The SWORD for 6 players?

Use the Lifepaths and Settings
When bringing in NPCs, use the lifepaths and settings as a guide. You can bring in someone who shares the same lifepath with you. You can bring in NPCs from your [lifepath] setting – so long as it makes sense.

I Don’t Know You
If you don’t share a lifepath or a [lifepath] setting with an NPC, then you cannot use Circles to bring him into play.

The Burning Wheel​, page 379

Whoops. Looks like the correct answer was “say no”?

There’s also the “is it reasonable” test. Circles is for bringing NPCs into play. Sometimes it’s used off-label for retroactively establishing relationships with NPCs. It’s not for turning enemies into friends. That requires a social skill at the least, and during combat? I’d say no.

The way I see it is this: the player states their task and intent, and then the GM arbitrates who those two things interact with the game mechanics and the fiction. Often, this will involve breaking tasks and intents down into multiple subtasks and subintents. The task must be something that could reasonable accomplish the intent, given the established fiction Sometimes, a player (especially one who is unfamiliar with how Burning Wheel works) will state a task that is not compatible with the intent or the fiction. In that case, the GM is authorized to disallow that particular combination of task and intent. You are allowed, for example, to disallow a player from attempting to fly to the moon by simply flapping his arms.

Returning to the pet spider example, let’s ask the question: what was the task and intent? The players intent appears to have been something along the lines of “get this spider to not be attacking me”. The proposed task seems to have been “recognize the spider as my long lost pet”. That doesn’t seem like something that is reasonable, given the fiction and the mechanics.

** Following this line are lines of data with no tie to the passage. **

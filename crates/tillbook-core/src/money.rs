//! # Money Module
//!
//! Monetary values as integer cents.
//!
//! Floating point cannot represent most decimal prices exactly, so every
//! monetary value in Tillbook is an `i64` count of cents. The durable CSV
//! format stores prices as decimal strings ("2.50"), which is exactly what
//! [`Money`] serializes to and parses from.
//!
//! ## Usage
//! ```rust
//! use tillbook_core::money::Money;
//!
//! let price = Money::parse("2.50").unwrap();
//! assert_eq!(price.cents(), 250);
//! assert_eq!((price * 3).decimal_string(), "7.50");
//! ```

use std::fmt;
use std::ops::{Add, AddAssign, Mul, Sub};
use std::str::FromStr;

use serde::{de, Deserialize, Deserializer, Serialize, Serializer};

use crate::error::{CoreError, CoreResult};

// =============================================================================
// Money Type
// =============================================================================

/// A monetary value in cents.
///
/// Signed so that arithmetic on differences stays well-defined, but every
/// parsed price is non-negative (negative input is rejected as
/// [`CoreError::InvalidPrice`]).
#[derive(Debug, Clone, Copy, PartialEq, Eq, PartialOrd, Ord, Hash, Default)]
pub struct Money(i64);

impl Money {
    /// Creates a Money value from cents (the smallest currency unit).
    #[inline]
    pub const fn from_cents(cents: i64) -> Self {
        Money(cents)
    }

    /// Returns the value in cents.
    #[inline]
    pub const fn cents(&self) -> i64 {
        self.0
    }

    /// Returns zero money value.
    #[inline]
    pub const fn zero() -> Self {
        Money(0)
    }

    /// Checks if the value is zero.
    #[inline]
    pub const fn is_zero(&self) -> bool {
        self.0 == 0
    }

    /// Parses a non-negative decimal string into Money.
    ///
    /// Accepts `"2"`, `"2.5"`, and `"2.50"` alike; whitespace around the
    /// number is ignored. Fraction digits past the second are truncated
    /// (legacy rows written by float-based tooling occasionally carry them).
    ///
    /// ## Errors
    /// Returns [`CoreError::InvalidPrice`] for empty, negative, or otherwise
    /// unparseable input. The offending text is carried in the error so the
    /// caller can surface it.
    ///
    /// ## Example
    /// ```rust
    /// use tillbook_core::money::Money;
    ///
    /// assert_eq!(Money::parse("1.80").unwrap().cents(), 180);
    /// assert_eq!(Money::parse("3").unwrap().cents(), 300);
    /// assert!(Money::parse("-1.00").is_err());
    /// assert!(Money::parse("abc").is_err());
    /// ```
    pub fn parse(input: &str) -> CoreResult<Self> {
        let text = input.trim();
        let invalid = || CoreError::InvalidPrice(text.to_string());

        if text.is_empty() {
            return Err(invalid());
        }

        let (whole, frac) = match text.split_once('.') {
            Some((w, f)) => (w, f),
            None => (text, ""),
        };

        // A bare "." has neither part; "5." and ".5" are both fine.
        if whole.is_empty() && frac.is_empty() {
            return Err(invalid());
        }
        if !whole.chars().all(|c| c.is_ascii_digit())
            || !frac.chars().all(|c| c.is_ascii_digit())
        {
            return Err(invalid());
        }

        let units: i64 = if whole.is_empty() {
            0
        } else {
            whole.parse().map_err(|_| invalid())?
        };

        let mut cent_digits: String = frac.chars().take(2).collect();
        while cent_digits.len() < 2 {
            cent_digits.push('0');
        }
        let cents: i64 = cent_digits.parse().map_err(|_| invalid())?;

        units
            .checked_mul(100)
            .and_then(|c| c.checked_add(cents))
            .map(Money)
            .ok_or_else(invalid)
    }

    /// Formats the value as a plain decimal string ("2.50", no currency sign).
    ///
    /// This is the representation written to the durable CSV files.
    pub fn decimal_string(&self) -> String {
        let sign = if self.0 < 0 { "-" } else { "" };
        format!("{}{}.{:02}", sign, (self.0 / 100).abs(), (self.0 % 100).abs())
    }
}

// =============================================================================
// Trait Implementations
// =============================================================================

/// Display shows money with a currency sign, for logs and receipts.
impl fmt::Display for Money {
    fn fmt(&self, f: &mut fmt::Formatter<'_>) -> fmt::Result {
        let sign = if self.0 < 0 { "-" } else { "" };
        write!(f, "{}${}.{:02}", sign, (self.0 / 100).abs(), (self.0 % 100).abs())
    }
}

impl FromStr for Money {
    type Err = CoreError;

    fn from_str(s: &str) -> CoreResult<Self> {
        Money::parse(s)
    }
}

impl Add for Money {
    type Output = Self;

    #[inline]
    fn add(self, other: Self) -> Self {
        Money(self.0 + other.0)
    }
}

impl AddAssign for Money {
    #[inline]
    fn add_assign(&mut self, other: Self) {
        self.0 += other.0;
    }
}

impl Sub for Money {
    type Output = Self;

    #[inline]
    fn sub(self, other: Self) -> Self {
        Money(self.0 - other.0)
    }
}

/// Multiplication by a quantity (for line totals).
impl Mul<u32> for Money {
    type Output = Self;

    #[inline]
    fn mul(self, qty: u32) -> Self {
        Money(self.0 * qty as i64)
    }
}

/// Serializes as the decimal string the CSV columns expect.
impl Serialize for Money {
    fn serialize<S: Serializer>(&self, serializer: S) -> Result<S::Ok, S::Error> {
        serializer.serialize_str(&self.decimal_string())
    }
}

/// Deserializes from a decimal string, rejecting malformed prices.
impl<'de> Deserialize<'de> for Money {
    fn deserialize<D: Deserializer<'de>>(deserializer: D) -> Result<Self, D::Error> {
        let text = String::deserialize(deserializer)?;
        Money::parse(&text).map_err(de::Error::custom)
    }
}

// =============================================================================
// Unit Tests
// =============================================================================
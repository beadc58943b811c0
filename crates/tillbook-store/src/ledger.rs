//! # Transaction Ledger
//!
//! The durable, append-oriented, indexed log of committed sale lines.
//!
//! ## File Format
//! Headered CSV, one committed sale line per row, oldest first:
//! ```text
//! Index,Customer,Product,Price,Amount,Total,Timestamp
//! 1,Sam,Apple,1.00,2,2.00,2024-01-05 14:30:00
//! 2,Sam,Banana,0.50,1,0.50,2024-01-05 14:30:00
//! ```
//!
//! ## Sequencing
//! `Index` is assigned at append time as `max(existing) + 1` and stays unique
//! and non-decreasing in file order. Deleting a record re-sequences the
//! remainder contiguously from 1, preserving their order, and rewrites the
//! file in full (atomically).
//!
//! ## Robustness
//! Scans never fail on a bad row: anything that does not parse as a record -
//! wrong column count, non-numeric price or amount, a timestamp in neither
//! accepted format - is skipped with a warning and the scan continues.

use std::fs::OpenOptions;
use std::path::{Path, PathBuf};

use chrono::NaiveDateTime;
use tracing::{debug, info, warn};

use tillbook_core::{
    report, CartSummaryLine, CoreError, DateFilter, TransactionRecord,
};

use crate::atomic::rewrite_csv;
use crate::error::{StoreError, StoreResult};

/// Column header of the ledger file.
const HEADER: [&str; 7] = [
    "Index",
    "Customer",
    "Product",
    "Price",
    "Amount",
    "Total",
    "Timestamp",
];

// =============================================================================
// Ledger
// =============================================================================

/// Durable transaction ledger backed by a CSV file.
#[derive(Debug, Clone)]
pub struct Ledger {
    path: PathBuf,
}

impl Ledger {
    /// Creates a ledger over the given file path. The file itself is created
    /// (header only) on first access.
    pub fn new(path: impl Into<PathBuf>) -> Self {
        Ledger { path: path.into() }
    }

    /// The file this ledger reads and writes.
    pub fn path(&self) -> &Path {
        &self.path
    }

    /// Creates the file with its header row if it does not exist yet.
    fn ensure_file(&self) -> StoreResult<()> {
        let missing = match std::fs::metadata(&self.path) {
            Ok(meta) => meta.len() == 0,
            Err(_) => true,
        };
        if missing {
            debug!(path = %self.path.display(), "Creating empty ledger file");
            rewrite_csv(&self.path, &HEADER, |_| Ok(()))?;
        }
        Ok(())
    }

    /// Commits a grouped cart as a batch of new records.
    ///
    /// One record per summary line, each with a freshly assigned sequence
    /// index, all stamped with the given customer and timestamp. Returns the
    /// created records in the order they were written.
    ///
    /// ## Errors
    /// [`CoreError::EmptyCart`] (wrapped) when `summary` is empty; callers
    /// must not commit an empty cart.
    pub fn append(
        &self,
        summary: &[CartSummaryLine],
        customer_name: &str,
        timestamp: NaiveDateTime,
    ) -> StoreResult<Vec<TransactionRecord>> {
        if summary.is_empty() {
            return Err(CoreError::EmptyCart.into());
        }

        self.ensure_file()?;
        let next_index = self
            .scan()?
            .iter()
            .map(|r| r.sequence_index)
            .max()
            .unwrap_or(0)
            + 1;

        let records: Vec<TransactionRecord> = summary
            .iter()
            .enumerate()
            .map(|(offset, line)| TransactionRecord {
                sequence_index: next_index + offset as u64,
                customer_name: customer_name.to_string(),
                product_name: line.product_name.clone(),
                unit_price: line.unit_price,
                quantity: line.quantity,
                line_total: line.subtotal,
                timestamp,
            })
            .collect();

        let file = OpenOptions::new().append(true).open(&self.path)?;
        let mut writer = csv::WriterBuilder::new()
            .has_headers(false)
            .from_writer(file);
        for record in &records {
            writer.serialize(record)?;
        }
        writer.flush()?;

        info!(
            customer = customer_name,
            lines = records.len(),
            first_index = next_index,
            "Transaction batch committed"
        );
        Ok(records)
    }

    /// Reads every record in file order (oldest first).
    ///
    /// Creates the file (header only) when missing. Malformed rows are
    /// skipped with a warning; the scan never aborts on one bad row.
    pub fn scan(&self) -> StoreResult<Vec<TransactionRecord>> {
        self.ensure_file()?;

        let mut reader = csv::Reader::from_path(&self.path)?;
        let mut records = Vec::new();
        for row in reader.deserialize::<TransactionRecord>() {
            match row {
                Ok(record) => records.push(record),
                Err(err) => {
                    warn!(path = %self.path.display(), error = %err, "Skipping malformed ledger row");
                }
            }
        }

        debug!(records = records.len(), "Ledger scanned");
        Ok(records)
    }

    /// Records whose timestamp matches every set component of `filter`.
    ///
    /// Rows whose timestamp parsed under neither accepted format were
    /// already dropped by [`scan`](Self::scan).
    pub fn filter(&self, filter: &DateFilter) -> StoreResult<Vec<TransactionRecord>> {
        let records = self.scan()?;
        Ok(report::filter_by_date(&records, filter))
    }

    /// Removes the record with the given sequence index, re-sequences the
    /// remainder contiguously from 1 (preserving order), and rewrites the
    /// file in full.
    ///
    /// ## Errors
    /// [`StoreError::NotFound`] when no record carries that index; the file
    /// is untouched in that case.
    pub fn delete(&self, sequence_index: u64) -> StoreResult<()> {
        let mut records = self.scan()?;
        let position = records
            .iter()
            .position(|r| r.sequence_index == sequence_index)
            .ok_or_else(|| StoreError::not_found(sequence_index))?;
        records.remove(position);

        for (offset, record) in records.iter_mut().enumerate() {
            record.sequence_index = offset as u64 + 1;
        }

        rewrite_csv(&self.path, &HEADER, |writer| {
            for record in &records {
                writer.serialize(record)?;
            }
            Ok(())
        })?;

        info!(
            deleted = sequence_index,
            remaining = records.len(),
            "Transaction deleted, ledger re-sequenced"
        );
        Ok(())
    }
}

// =============================================================================
// Unit Tests
// =============================================================================

#[cfg(test)]
mod tests {
    use super::*;
    use std::fs;

    use chrono::NaiveDate;
    use tillbook_core::Money;

    fn ts(y: i32, mo: u32, d: u32) -> NaiveDateTime {
        NaiveDate::from_ymd_opt(y, mo, d)
            .unwrap()
            .and_hms_opt(14, 30, 0)
            .unwrap()
    }

    fn line(product: &str, cents_each: i64, qty: u32) -> CartSummaryLine {
        let unit_price = Money::from_cents(cents_each);
        CartSummaryLine {
            product_name: product.to_string(),
            unit_price,
            quantity: qty,
            subtotal: unit_price * qty,
        }
    }

    fn ledger_in(dir: &tempfile::TempDir) -> Ledger {
        Ledger::new(dir.path().join("transactions.csv"))
    }

    #[test]
    fn scan_creates_file_with_header() {
        let dir = tempfile::tempdir().unwrap();
        let ledger = ledger_in(&dir);

        assert!(ledger.scan().unwrap().is_empty());
        let content = fs::read_to_string(ledger.path()).unwrap();
        assert_eq!(
            content.trim_end(),
            "Index,Customer,Product,Price,Amount,Total,Timestamp"
        );
    }

    #[test]
    fn append_empty_summary_is_rejected() {
        let dir = tempfile::tempdir().unwrap();
        let ledger = ledger_in(&dir);

        let err = ledger.append(&[], "Sam", ts(2024, 1, 5)).unwrap_err();
        assert!(matches!(err, StoreError::Core(CoreError::EmptyCart)));
    }

    #[test]
    fn append_assigns_contiguous_indices_from_one() {
        let dir = tempfile::tempdir().unwrap();
        let ledger = ledger_in(&dir);

        let records = ledger
            .append(
                &[line("Apple", 100, 2), line("Banana", 50, 1)],
                "Sam",
                ts(2024, 1, 5),
            )
            .unwrap();

        assert_eq!(records.len(), 2);
        assert_eq!(records[0].sequence_index, 1);
        assert_eq!(records[1].sequence_index, 2);
        assert_eq!(records[0].line_total, Money::from_cents(200));
        assert_eq!(records[1].line_total, Money::from_cents(50));

        let scanned = ledger.scan().unwrap();
        assert_eq!(scanned, records);
    }

    #[test]
    fn append_continues_from_max_index() {
        let dir = tempfile::tempdir().unwrap();
        let ledger = ledger_in(&dir);

        ledger
            .append(&[line("Apple", 100, 1)], "Sam", ts(2024, 1, 5))
            .unwrap();
        let second = ledger
            .append(&[line("Milk", 250, 1)], "Kim", ts(2024, 1, 6))
            .unwrap();

        assert_eq!(second[0].sequence_index, 2);

        let indices: Vec<u64> = ledger
            .scan()
            .unwrap()
            .iter()
            .map(|r| r.sequence_index)
            .collect();
        assert_eq!(indices, vec![1, 2]);
    }

    #[test]
    fn scan_reads_rows_written_on_disk() {
        let dir = tempfile::tempdir().unwrap();
        let ledger = ledger_in(&dir);
        ledger
            .append(&[line("Apple", 100, 2)], "Sam", ts(2024, 1, 5))
            .unwrap();

        let content = fs::read_to_string(ledger.path()).unwrap();
        assert!(content.contains("1,Sam,Apple,1.00,2,2.00,2024-01-05 14:30:00"));
    }

    #[test]
    fn scan_skips_malformed_rows() {
        let dir = tempfile::tempdir().unwrap();
        let path = dir.path().join("transactions.csv");
        fs::write(
            &path,
            "Index,Customer,Product,Price,Amount,Total,Timestamp\n\
             1,Sam,Apple,1.00,2,2.00,2024-01-05 14:30:00\n\
             2,Sam,Bread,not-a-price,1,1.80,2024-01-05 14:31:00\n\
             3,Sam,Milk,2.50,one,2.50,2024-01-05 14:32:00\n\
             4,Sam,Orange,0.75,1,0.75,sometime in January\n\
             5,Sam,Banana,0.50,1,0.50,2024-01-05 14:33:00\n",
        )
        .unwrap();

        let ledger = Ledger::new(&path);
        let records = ledger.scan().unwrap();
        let indices: Vec<u64> = records.iter().map(|r| r.sequence_index).collect();
        assert_eq!(indices, vec![1, 5]);
    }

    #[test]
    fn scan_accepts_legacy_timestamp_rows() {
        let dir = tempfile::tempdir().unwrap();
        let path = dir.path().join("transactions.csv");
        fs::write(
            &path,
            "Index,Customer,Product,Price,Amount,Total,Timestamp\n\
             1,Unknown,Apple,1.00,1,1.00,2/4/2025 10:33\n",
        )
        .unwrap();

        let ledger = Ledger::new(&path);
        let records = ledger.scan().unwrap();
        assert_eq!(records.len(), 1);
        let expected = NaiveDate::from_ymd_opt(2025, 4, 2)
            .unwrap()
            .and_hms_opt(10, 33, 0)
            .unwrap();
        assert_eq!(records[0].timestamp, expected);
    }

    #[test]
    fn filter_by_year_and_month() {
        let dir = tempfile::tempdir().unwrap();
        let ledger = ledger_in(&dir);
        ledger
            .append(&[line("Apple", 100, 1)], "Sam", ts(2023, 12, 20))
            .unwrap();
        ledger
            .append(&[line("Banana", 50, 1)], "Sam", ts(2024, 1, 15))
            .unwrap();

        let matched = ledger
            .filter(&DateFilter::all().year(2024).month(1))
            .unwrap();
        assert_eq!(matched.len(), 1);
        assert_eq!(matched[0].product_name, "Banana");
    }

    #[test]
    fn delete_resequences_remaining_records() {
        let dir = tempfile::tempdir().unwrap();
        let ledger = ledger_in(&dir);
        ledger
            .append(
                &[line("Apple", 100, 1), line("Banana", 50, 1), line("Milk", 250, 1)],
                "Sam",
                ts(2024, 1, 5),
            )
            .unwrap();

        ledger.delete(2).unwrap();

        let records = ledger.scan().unwrap();
        let rows: Vec<(u64, &str)> = records
            .iter()
            .map(|r| (r.sequence_index, r.product_name.as_str()))
            .collect();
        assert_eq!(rows, vec![(1, "Apple"), (2, "Milk")]);
    }

    #[test]
    fn delete_unknown_index_leaves_file_untouched() {
        let dir = tempfile::tempdir().unwrap();
        let ledger = ledger_in(&dir);
        ledger
            .append(&[line("Apple", 100, 1)], "Sam", ts(2024, 1, 5))
            .unwrap();
        let before = fs::read(ledger.path()).unwrap();

        let err = ledger.delete(99).unwrap_err();
        assert!(matches!(err, StoreError::NotFound { index: 99 }));
        assert_eq!(fs::read(ledger.path()).unwrap(), before);
    }

    #[test]
    fn delete_rewrite_standardizes_legacy_timestamps() {
        let dir = tempfile::tempdir().unwrap();
        let path = dir.path().join("transactions.csv");
        fs::write(
            &path,
            "Index,Customer,Product,Price,Amount,Total,Timestamp\n\
             1,Unknown,Apple,1.00,1,1.00,2/4/2025 10:33\n\
             2,Unknown,Milk,2.50,1,2.50,2025-04-03 09:00:00\n",
        )
        .unwrap();

        let ledger = Ledger::new(&path);
        ledger.delete(2).unwrap();

        let content = fs::read_to_string(&path).unwrap();
        assert!(content.contains("2025-04-02 10:33:00"));
        assert!(!content.contains("2/4/2025"));
    }
}
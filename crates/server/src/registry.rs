//! Live call registry
//!
//! Tracks the session handle sender of every live call by call id. Holds
//! no dialogue state; sessions own that.

use parking_lot::RwLock;
use std::collections::HashMap;
use std::time::Instant;
use tokio::sync::mpsc;

use voice_intake_agent::SessionEvent;

use crate::metrics;
use crate::ServerError;

#[derive(Debug, Clone)]
struct CallEntry {
    caller: String,
    started_at: Instant,
    /// None while the slot is reserved and the session not yet spawned
    events: Option<mpsc::Sender<SessionEvent>>,
}

/// Summary of a live call for the health endpoint
#[derive(Debug, Clone, serde::Serialize)]
pub struct LiveCall {
    pub call_id: String,
    pub caller: String,
    pub age_secs: u64,
}

#[derive(Debug)]
pub struct CallRegistry {
    calls: RwLock<HashMap<String, CallEntry>>,
    max_calls: usize,
}

impl CallRegistry {
    pub fn new(max_calls: usize) -> Self {
        Self {
            calls: RwLock::new(HashMap::new()),
            max_calls,
        }
    }

    /// Claim a slot for a call before its session exists, refusing it when
    /// the server is at capacity
    pub fn reserve(&self, call_id: &str, caller: &str) -> Result<(), ServerError> {
        let mut calls = self.calls.write();
        if calls.len() >= self.max_calls {
            metrics::record_call_rejected();
            return Err(ServerError::CapacityExceeded(calls.len()));
        }

        calls.insert(
            call_id.to_string(),
            CallEntry {
                caller: caller.to_string(),
                started_at: Instant::now(),
                events: None,
            },
        );
        metrics::record_call_started();
        metrics::record_active_calls(calls.len());
        Ok(())
    }

    /// Bind the session inbox to a reserved slot; false if the slot is gone
    pub fn attach(&self, call_id: &str, events: mpsc::Sender<SessionEvent>) -> bool {
        match self.calls.write().get_mut(call_id) {
            Some(entry) => {
                entry.events = Some(events);
                true
            }
            None => false,
        }
    }

    /// Reserve and attach in one step
    pub fn register(
        &self,
        call_id: &str,
        caller: &str,
        events: mpsc::Sender<SessionEvent>,
    ) -> Result<(), ServerError> {
        self.reserve(call_id, caller)?;
        self.attach(call_id, events);
        Ok(())
    }

    pub fn remove(&self, call_id: &str) -> bool {
        let mut calls = self.calls.write();
        let removed = calls.remove(call_id).is_some();
        metrics::record_active_calls(calls.len());
        removed
    }

    /// Session inbox of a live call
    pub fn sender(&self, call_id: &str) -> Option<mpsc::Sender<SessionEvent>> {
        self.calls.read().get(call_id).and_then(|c| c.events.clone())
    }

    pub fn len(&self) -> usize {
        self.calls.read().len()
    }

    pub fn is_empty(&self) -> bool {
        self.calls.read().is_empty()
    }

    pub fn live_calls(&self) -> Vec<LiveCall> {
        self.calls
            .read()
            .iter()
            .map(|(call_id, entry)| LiveCall {
                call_id: call_id.clone(),
                caller: entry.caller.clone(),
                age_secs: entry.started_at.elapsed().as_secs(),
            })
            .collect()
    }

    /// Tell every live session the server is going away
    pub async fn close_all(&self) {
        let senders: Vec<_> = self
            .calls
            .read()
            .values()
            .filter_map(|c| c.events.clone())
            .collect();
        for events in senders {
            let _ = events.send(SessionEvent::SocketClosed).await;
        }
    }
}

#[cfg(test)]
mod tests {
    use super::*;

    #[test]
    fn test_capacity_and_removal() {
        let registry = CallRegistry::new(1);
        let (tx, _rx) = mpsc::channel(1);

        registry.register("CA1", "+16175550123", tx.clone()).unwrap();
        assert!(matches!(
            registry.register("CA2", "unknown", tx),
            Err(ServerError::CapacityExceeded(1))
        ));
        assert_eq!(registry.len(), 1);
        assert!(registry.sender("CA1").is_some());
        assert_eq!(registry.live_calls()[0].caller, "+16175550123");

        assert!(registry.remove("CA1"));
        assert!(!registry.remove("CA1"));
        assert!(registry.is_empty());
    }

    #[test]
    fn test_reservation_holds_capacity_before_attach() {
        let registry = CallRegistry::new(1);
        registry.reserve("CA1", "unknown").unwrap();

        assert!(registry.sender("CA1").is_none());
        assert!(matches!(
            registry.reserve("CA2", "unknown"),
            Err(ServerError::CapacityExceeded(1))
        ));

        let (tx, _rx) = mpsc::channel(1);
        assert!(registry.attach("CA1", tx.clone()));
        assert!(registry.sender("CA1").is_some());
        assert!(!registry.attach("CA2", tx));
    }

    #[tokio::test]
    async fn test_close_all_notifies_sessions() {
        let registry = CallRegistry::new(4);
        let (tx, mut rx) = mpsc::channel(1);
        registry.register("CA1", "unknown", tx).unwrap();

        registry.close_all().await;
        assert!(matches!(rx.recv().await, Some(SessionEvent::SocketClosed)));
    }
}
//! Urgency and drivability answers

use once_cell::sync::Lazy;
use regex::Regex;

use voice_intake_core::{SlotKind, UrgencyWindow};

use super::{ExtractionContext, SlotExtractor, SlotValue};
use crate::normalize_utterance;

// Flexible first so "not urgent" never reads as urgent
static URGENCY_PATTERNS: Lazy<Vec<(Regex, UrgencyWindow)>> = Lazy::new(|| {
    vec![
        (
            Regex::new(r"\b(?:no rush|no hurry|not urgent|whenever|flexible|any ?time|doesn't matter|next week|not in a hurry)\b").unwrap(),
            UrgencyWindow::Flexible,
        ),
        (
            Regex::new(r"\b(?:tomorrow)\b").unwrap(),
            UrgencyWindow::Tomorrow,
        ),
        (
            Regex::new(r"\b(?:asap|as soon as possible|right away|immediately|today|urgent\w*|emergency|right now|tonight|this morning|this afternoon)\b").unwrap(),
            UrgencyWindow::Today,
        ),
        (
            Regex::new(r"\b(?:this week|few days|couple (?:of )?days|later this week|monday|tuesday|wednesday|thursday|friday|weekend|saturday|sunday)\b").unwrap(),
            UrgencyWindow::ThisWeek,
        ),
    ]
});

// Explicit negatives first so "not drivable" never reads as a yes
static NOT_DRIVABLE_PATTERN: Lazy<Regex> = Lazy::new(|| {
    Regex::new(r"\b(?:can't|cannot|can not|won't|wont|isn't|doesn't|does not|not safe|unsafe|not drivable|undrivable|not running|tow\w*|stuck|dead)\b")
        .unwrap()
});

static DRIVABLE_PATTERN: Lazy<Regex> = Lazy::new(|| {
    Regex::new(r"\b(?:yes|yeah|yep|yup|sure|it drives|drives fine|drivable|driveable|can drive|safe|fine|okay|ok|runs)\b")
        .unwrap()
});

// A bare "no" only counts when it opens the reply; "no problem" is not a refusal
static LEADING_NO_PATTERN: Lazy<Regex> =
    Lazy::new(|| Regex::new(r"^(?:no|nope|nah|not really)\b").unwrap());

/// When the caller needs the work done
#[derive(Debug, Clone, Copy, Default)]
pub struct UrgencyExtractor;

impl SlotExtractor for UrgencyExtractor {
    fn kind(&self) -> SlotKind {
        SlotKind::Urgency
    }

    fn extract(&self, _ctx: &ExtractionContext<'_>, utterance: &str) -> Option<SlotValue> {
        let normalized = normalize_utterance(utterance);
        URGENCY_PATTERNS
            .iter()
            .find(|(pattern, _)| pattern.is_match(&normalized))
            .map(|(_, window)| SlotValue::Urgency(*window))
    }
}

/// Whether the car can be driven to the shop
#[derive(Debug, Clone, Copy, Default)]
pub struct DrivableExtractor;

impl SlotExtractor for DrivableExtractor {
    fn kind(&self) -> SlotKind {
        SlotKind::Drivable
    }

    fn extract(&self, _ctx: &ExtractionContext<'_>, utterance: &str) -> Option<SlotValue> {
        let normalized = normalize_utterance(utterance);
        if NOT_DRIVABLE_PATTERN.is_match(&normalized) {
            Some(SlotValue::Drivable(false))
        } else if DRIVABLE_PATTERN.is_match(&normalized) {
            Some(SlotValue::Drivable(true))
        } else if LEADING_NO_PATTERN.is_match(&normalized) {
            Some(SlotValue::Drivable(false))
        } else {
            None
        }
    }
}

I think it all comes down to the ‘Intent and Task’ chapter in the Hub. So many issues that come up in BW can be resolved by going back to that chapter and making sure you are following it.

‘Say Yes’ only means anything if GM and player agree on the Intent and Task. There is no ‘Say No’, there is only ‘let’s back up a few steps and work out if there is an Intent and Task we will both agree on’.

This is the process I would be following in this case:

Ha ha, that’s a good one! But we need to back up a moment and figure out exactly how we can resolve this.

What is your Intent in declaring the spider is a pet? Do you actually want a pet? An ally? Do you want to declare a fact about the world? Do you simply want to survive this encounter?

Some of these Intents I may not be able to agree to because they violate an already established fact about the world, or interfere with plans I have in motion. But we can possibly agree on something more appropriate.

Once we’ve worked that out, how are you going to achieve your Intent? If you want to escape or make an ally, we will roll a physical or social skill (or Fight/Duel of Wits) as your Task. Other Intents may require out-of character/meta actions like a Wise or Circles roll.

If the failure result is not going to be interesting enough, I will Say Yes rather than have you make a roll, or give a low Ob roll for advancement.

Edit: took too long to write this post so did not see the previous response saying much the same thing!

Could the character dual of wits the intelligent spider to not eat him by telling a fictitious story about how the character once saved, nurtured and reared a baby giant spider?

What would the spider hope to get out of participating in such an argument? He was already going to eat the humans. In this case, I’d probably handle it as a straight-up Falsehood roll with the Spider’s Will as the Ob possibly with an added penalty on top, depending on how plausible such a story would be given the game’s established fiction. The character in question had better talk fast, and be very convincing; he only has a few seconds to sway the creature’s chamberless arachnid heart before it injects its venom into his neck.

This is no different than getting the bandits to spare you by spinning them a tale of how you did their fathers a great service once. Sometimes that’s acceptable in a game, but most of the time that’s not an acceptable intent, at least in my games. You can’t halt someone trying to kill you by talking; the enemy’s just not going to bother to stop and listen.